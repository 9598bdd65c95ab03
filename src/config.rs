//! Runtime configuration: identifiers, endpoints and retry policy.

use crate::error::{PortfolioError, Result};
use std::time::Duration;

/// Google Scholar author id of the portfolio owner
pub const DEFAULT_SCHOLAR_AUTHOR_ID: &str = "eJNKcHsAAAAJ";

/// ORCID iD of the portfolio owner
pub const DEFAULT_ORCID_ID: &str = "0000-0003-0742-5936";

/// Search-proxy endpoint serving Google Scholar author results
pub const DEFAULT_SEARCH_API_URL: &str = "https://serpapi.com/search.json";

/// ORCID public API base
pub const DEFAULT_ORCID_API_URL: &str = "https://pub.orcid.org/v3.0";

/// Body substring the search API uses when the monthly quota is gone
pub const QUOTA_MARKER: &str = "monthly search limit";

/// Articles requested per Scholar page
pub const DEFAULT_PAGE_SIZE: usize = 20;

/// Exponential backoff for throttled calls.
#[derive(Debug, Clone, Copy, PartialEq, Eq)]
pub struct RetryPolicy {
    /// Wait before the second attempt; doubles after every retry
    pub initial_delay: Duration,
    /// Total attempts, including the first
    pub max_attempts: u32,
}

impl Default for RetryPolicy {
    fn default() -> Self {
        Self {
            initial_delay: Duration::from_millis(1000),
            max_attempts: 5,
        }
    }
}

impl RetryPolicy {
    /// Delay to wait after the given zero-based failed attempt.
    pub fn delay_for(&self, attempt: u32) -> Duration {
        self.initial_delay
            .saturating_mul(2u32.saturating_pow(attempt))
    }
}

/// Pipeline configuration.
#[derive(Debug, Clone)]
pub struct Config {
    pub scholar_author_id: String,
    pub orcid_id: String,
    pub search_api_url: String,
    pub orcid_api_url: String,
    /// Search API key; only the Scholar source needs it
    pub api_key: Option<String>,
    /// CORS-bypass prefix; the target URL is appended percent-encoded
    pub cors_proxy: Option<String>,
    /// Interface language passed to Scholar
    pub language: String,
    pub page_size: usize,
    pub retry: RetryPolicy,
    pub quota_marker: String,
    pub timeout: Duration,
}

impl Default for Config {
    fn default() -> Self {
        Self {
            scholar_author_id: DEFAULT_SCHOLAR_AUTHOR_ID.to_string(),
            orcid_id: DEFAULT_ORCID_ID.to_string(),
            search_api_url: DEFAULT_SEARCH_API_URL.to_string(),
            orcid_api_url: DEFAULT_ORCID_API_URL.to_string(),
            api_key: None,
            cors_proxy: None,
            language: "pt-BR".to_string(),
            page_size: DEFAULT_PAGE_SIZE,
            retry: RetryPolicy::default(),
            quota_marker: QUOTA_MARKER.to_string(),
            timeout: Duration::from_secs(30),
        }
    }
}

impl Config {
    /// Route a target URL through the configured CORS proxy, if any.
    pub fn proxied(&self, target: &str) -> String {
        match self.cors_proxy.as_deref() {
            Some(prefix) if !prefix.is_empty() => {
                format!("{}{}", prefix, urlencoding::encode(target))
            }
            _ => target.to_string(),
        }
    }

    /// API key, or a config error naming what is missing.
    pub fn require_api_key(&self) -> Result<&str> {
        self.api_key
            .as_deref()
            .filter(|k| !k.trim().is_empty())
            .ok_or_else(|| PortfolioError::Config("search API key (SERPAPI_KEY) is not set".into()))
    }

    /// URL of the ORCID works listing for the configured iD.
    pub fn orcid_works_url(&self) -> String {
        format!(
            "{}/{}/works",
            self.orcid_api_url.trim_end_matches('/'),
            self.orcid_id
        )
    }
}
#####
— Your instructions —
With "Duration" as the word to match, copy each line of the records that has it.

— Expected answer —
use std::time::Duration;
    pub initial_delay: Duration,
            initial_delay: Duration::from_millis(1000),
    pub fn delay_for(&self, attempt: u32) -> Duration {
    pub timeout: Duration,
            timeout: Duration::from_secs(30),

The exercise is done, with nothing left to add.